A Farewell To These Old Walls

The house is cluttered and dust coats every available surface.

The curtains are drawn, the polished wood floor is covered in scratches and scuff marks; well used and well loved.

There’s a faint smell of burning ozone that the man guesses originates from the lights that hum a sad symphony above him.

The house is cluttered and crowded and terribly empty.

Like a black hole that cannot, will not be filled no matter what is thrown into it.


The funeral was days ago.

He saw the smooth finish of the pine coffin placed into the earth.

It was a strange sight, to see a vessel so linked with death and burial and to know someone so lively and kind resided inside. It was that thought that nearly brought him to tears.

But they never came.

Perhaps he had mourned his father long ago, perhaps he simply could not bare the vulnerability in such an unforgiving place as a cemetery on a hot summers day, where heat chokes worse than grief.


But when all was done.

When he watches his family leave to fulfil their own lives; when he returns home and sees half filled boxes, and his father old clothes still unwashed, his lungs turn to vacuums.

A coffin has never known life, he looks at it and he does not worry for what memories it has known.

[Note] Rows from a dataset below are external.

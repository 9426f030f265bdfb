use thiserror::Error;

#[derive(Debug, Error)]
pub enum ServiceError {
    #[error("validation error: {0}")]
    Validation(String),
    #[error("not found: {0}")]
    NotFound(String),
    #[error("database error: {0}")]
    Db(String),
    #[error("model error: {0}")]
    Model(#[from] models::errors::ModelError),
    #[error("internal error: {0}")]
    Internal(String),
}

impl ServiceError {
    pub fn not_found(entity: &str) -> Self { Self::NotFound(format!("{} not found", entity)) }
}

pub(crate) fn db_err(e: sea_orm::DbErr) -> ServiceError { ServiceError::Db(e.to_string()) }
//! Request body extractor whose rejections use the JSON error body.

use async_trait::async_trait;
use axum::{
    extract::{rejection::JsonRejection, FromRequest, Request},
    Json,
};
use serde::de::DeserializeOwned;

use crate::errors::JsonApiError;

/// `Json<T>` with malformed bodies reported as 400 `JsonApiError`.
#[derive(Debug, Clone)]
pub struct ApiJson<T>(pub T);

#[async_trait]
impl<T, S> FromRequest<S> for ApiJson<T>
where
    T: DeserializeOwned,
    S: Send + Sync,
{
    type Rejection = JsonApiError;

    async fn from_request(req: Request, state: &S) -> Result<Self, Self::Rejection> {
        let Json(value) = Json::<T>::from_request(req, state).await?;
        Ok(Self(value))
    }
}

impl From<JsonRejection> for JsonApiError {
    fn from(e: JsonRejection) -> Self {
        Self::bad_request(e.body_text())
    }
}
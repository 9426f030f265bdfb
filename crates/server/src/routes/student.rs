use axum::{
    extract::{Query, State},
    http::StatusCode,
    Json,
};
use serde::Deserialize;
use tracing::info;
use utoipa::IntoParams;

use models::{faculty, student};
use service::student::domain::NewStudent;

use super::{parse_param, IdQuery, ServerState};
use crate::errors::JsonApiError;
use crate::extract::ApiJson;

#[derive(Debug, Deserialize, IntoParams)]
#[into_params(parameter_in = Query)]
pub struct AgeQuery {
    pub age: Option<String>,
}

#[derive(Debug, Deserialize, IntoParams)]
#[into_params(parameter_in = Query)]
pub struct AgeRangeQuery {
    pub min: Option<String>,
    pub max: Option<String>,
}

#[utoipa::path(get, path = "/student", tag = "student", params(IdQuery), responses((status = 200, description = "OK", body = crate::openapi::StudentDoc), (status = 400, description = "Bad Request", body = crate::openapi::ErrorBody), (status = 404, description = "Not Found", body = crate::openapi::ErrorBody)))]
pub async fn get(State(state): State<ServerState>, Query(q): Query<IdQuery>) -> Result<Json<student::Model>, JsonApiError> {
    let id = parse_param(q.id.as_deref(), "id")?;
    Ok(Json(state.students.find(id).await?))
}

#[utoipa::path(post, path = "/student", tag = "student", request_body = crate::openapi::NewStudentDoc, responses((status = 200, description = "OK", body = crate::openapi::StudentDoc)))]
pub async fn create(State(state): State<ServerState>, ApiJson(input): ApiJson<NewStudent>) -> Result<Json<student::Model>, JsonApiError> {
    let s = state.students.create(input).await?;
    info!(student_id = s.id, "created student");
    Ok(Json(s))
}

#[utoipa::path(put, path = "/student", tag = "student", request_body = crate::openapi::StudentDoc, responses((status = 200, description = "OK", body = crate::openapi::StudentDoc), (status = 404, description = "Not Found", body = crate::openapi::ErrorBody)))]
pub async fn edit(State(state): State<ServerState>, ApiJson(input): ApiJson<student::Model>) -> Result<Json<student::Model>, JsonApiError> {
    let id = input.id;
    state
        .students
        .edit(input)
        .await?
        .map(Json)
        .ok_or_else(|| JsonApiError::not_found(format!("student {id} not found")))
}

#[utoipa::path(delete, path = "/student", tag = "student", params(IdQuery), responses((status = 200, description = "`true` if the student existed", body = bool)))]
pub async fn delete(State(state): State<ServerState>, Query(q): Query<IdQuery>) -> Result<Json<bool>, JsonApiError> {
    let id = parse_param(q.id.as_deref(), "id")?;
    Ok(Json(state.students.delete(id).await?))
}

#[utoipa::path(get, path = "/student/all", tag = "student", responses((status = 200, description = "OK", body = [crate::openapi::StudentDoc])))]
pub async fn all(State(state): State<ServerState>) -> Result<Json<Vec<student::Model>>, JsonApiError> {
    Ok(Json(state.students.all().await?))
}

#[utoipa::path(get, path = "/student/byAge", tag = "student", params(AgeQuery), responses((status = 200, description = "OK", body = [crate::openapi::StudentDoc])))]
pub async fn by_age(State(state): State<ServerState>, Query(q): Query<AgeQuery>) -> Result<Json<Vec<student::Model>>, JsonApiError> {
    let age = parse_param(q.age.as_deref(), "age")?;
    Ok(Json(state.students.by_age(age).await?))
}

#[utoipa::path(get, path = "/student/byAgeBetween", tag = "student", params(AgeRangeQuery), responses((status = 200, description = "OK", body = [crate::openapi::StudentDoc])))]
pub async fn by_age_between(
    State(state): State<ServerState>,
    Query(q): Query<AgeRangeQuery>,
) -> Result<Json<Vec<student::Model>>, JsonApiError> {
    let min = parse_param(q.min.as_deref(), "min")?;
    let max = parse_param(q.max.as_deref(), "max")?;
    Ok(Json(state.students.by_age_between(min, max).await?))
}

#[utoipa::path(get, path = "/student/faculty", tag = "student", params(IdQuery), responses((status = 200, description = "Faculty or `null`", body = crate::openapi::FacultyDoc), (status = 404, description = "Not Found", body = crate::openapi::ErrorBody)))]
pub async fn faculty(
    State(state): State<ServerState>,
    Query(q): Query<IdQuery>,
) -> Result<Json<Option<faculty::Model>>, JsonApiError> {
    let id = parse_param(q.id.as_deref(), "id")?;
    Ok(Json(state.students.faculty_of(id).await?))
}

#[utoipa::path(get, path = "/student/count", tag = "student", responses((status = 200, description = "OK", body = u64)))]
pub async fn count(State(state): State<ServerState>) -> Result<Json<u64>, JsonApiError> {
    Ok(Json(state.students.count().await?))
}

#[utoipa::path(get, path = "/student/avgAge", tag = "student", responses((status = 200, description = "Computed by the database", body = f64)))]
pub async fn avg_age(State(state): State<ServerState>) -> Result<Json<f64>, JsonApiError> {
    Ok(Json(state.students.avg_age().await?))
}

#[utoipa::path(get, path = "/student/averageAge", tag = "student", responses((status = 200, description = "Computed in memory", body = f64)))]
pub async fn average_age(State(state): State<ServerState>) -> Result<Json<f64>, JsonApiError> {
    Ok(Json(state.students.average_age().await?))
}

#[utoipa::path(get, path = "/student/lastFive", tag = "student", responses((status = 200, description = "OK", body = [crate::openapi::StudentDoc])))]
pub async fn last_five(State(state): State<ServerState>) -> Result<Json<Vec<student::Model>>, JsonApiError> {
    Ok(Json(state.students.last_five().await?))
}

#[utoipa::path(get, path = "/student/namesStartingWithA", tag = "student", responses((status = 200, description = "OK", body = [String])))]
pub async fn names_starting_with_a(State(state): State<ServerState>) -> Result<Json<Vec<String>>, JsonApiError> {
    Ok(Json(state.students.names_starting_with_a().await?))
}

/// Printer threads keep running after the response; their output goes to the log.
#[utoipa::path(get, path = "/student/print-parallel", tag = "student", responses((status = 200, description = "Printing started"), (status = 400, description = "Bad Request", body = crate::openapi::ErrorBody)))]
pub async fn print_parallel(State(state): State<ServerState>) -> Result<StatusCode, JsonApiError> {
    let _detached = state.students.print_parallel().await?;
    Ok(StatusCode::OK)
}

#[utoipa::path(get, path = "/student/print-synchronized", tag = "student", responses((status = 200, description = "Printing started"), (status = 400, description = "Bad Request", body = crate::openapi::ErrorBody)))]
pub async fn print_synchronized(State(state): State<ServerState>) -> Result<StatusCode, JsonApiError> {
    let _detached = state.students.print_synchronized().await?;
    Ok(StatusCode::OK)
}
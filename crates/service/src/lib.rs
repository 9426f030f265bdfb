//! Service layer for the school records backend.
//! - Repository traits abstract persistence (SeaORM in production, in-memory in tests).
//! - `StudentService` / `FacultyService` hold the business operations.
//! - Errors are typed with `ServiceError`; HTTP mapping lives in the server crate.

pub mod errors;
pub mod faculty;
pub mod student;
pub mod mock;
#[cfg(test)]
pub mod test_support;
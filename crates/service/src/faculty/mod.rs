//! Faculty records: repository abstraction and service.

pub mod domain;
pub mod repository;
pub mod service;

pub use service::FacultyService;
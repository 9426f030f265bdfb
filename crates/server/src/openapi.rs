use utoipa::OpenApi;
use utoipa::ToSchema;

#[derive(ToSchema)]
pub struct HealthResponse { pub status: String }

#[derive(ToSchema)]
pub struct ErrorBody { pub error: String, pub message: String }

#[derive(ToSchema)]
pub struct FacultyDoc { pub id: i64, pub name: String, pub color: String }

#[derive(ToSchema)]
pub struct NewFacultyDoc {
    pub name: String,
    /// Defaults to an empty string.
    pub color: Option<String>,
}

#[derive(ToSchema)]
pub struct StudentDoc { pub id: i64, pub name: String, pub age: i32, pub faculty_id: Option<i64> }

#[derive(ToSchema)]
pub struct NewStudentDoc { pub name: String, pub age: i32, pub faculty_id: Option<i64> }

#[derive(OpenApi)]
#[openapi(
    paths(
        crate::routes::health,
        crate::routes::faculty::get,
        crate::routes::faculty::create,
        crate::routes::faculty::edit,
        crate::routes::faculty::delete,
        crate::routes::faculty::all,
        crate::routes::faculty::by_color,
        crate::routes::faculty::by_color_or_name,
        crate::routes::faculty::students,
        crate::routes::student::get,
        crate::routes::student::create,
        crate::routes::student::edit,
        crate::routes::student::delete,
        crate::routes::student::all,
        crate::routes::student::by_age,
        crate::routes::student::by_age_between,
        crate::routes::student::faculty,
        crate::routes::student::count,
        crate::routes::student::avg_age,
        crate::routes::student::average_age,
        crate::routes::student::last_five,
        crate::routes::student::names_starting_with_a,
        crate::routes::student::print_parallel,
        crate::routes::student::print_synchronized,
    ),
    components(
        schemas(
            HealthResponse,
            ErrorBody,
            FacultyDoc,
            NewFacultyDoc,
            StudentDoc,
            NewStudentDoc,
        )
    ),
    tags(
        (name = "health"),
        (name = "faculty"),
        (name = "student")
    )
)]
pub struct ApiDoc;

#[cfg(test)]
mod tests {
    use super::*;

    #[test]
    fn document_lists_every_route() {
        let doc = ApiDoc::openapi();
        for path in ["/health", "/faculty", "/faculty/byColorOrName", "/student", "/student/print-synchronized"] {
            assert!(doc.paths.paths.contains_key(path), "missing {path}");
        }
    }
}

But he looks around at this old brick house, with yellowing windows and the dirty old chair his father refused to replace.

He looks at the old chocolate tins that disappointed the children year after year when they were only met with oats looking back at them.

He looks at all this house has known and all it carried with it still and he weeps.

His tears are hot and the air to great for his lungs to breathe.

The old chair croaks under his weight, and it still smells faintly of freshly split wood and nostalgia.


His father was an old man, barely himself by the end.

His father’s passing brought a great sadness, as well as the release of a long held breath.


He had been his fathers carer, his companion in this old brick house. Often unclean, disorganised, with the old gardens always overrun with weeds; but it was always home.


Can it still be a home now? Or are it’s memories now a disease, slowly destroying it.


He loves this home, but he will not let himself be haunted by it.


His head is buzzing, there’s a constant humming between his ears that only gets louder the more he focuses on it, but there is little else to focus on.

He needs a moment.

So he rubs his eyes, feels the wet tear tracks, and he stands. The chair squeaks and groans as he does so.


The man stands and he walks out the door.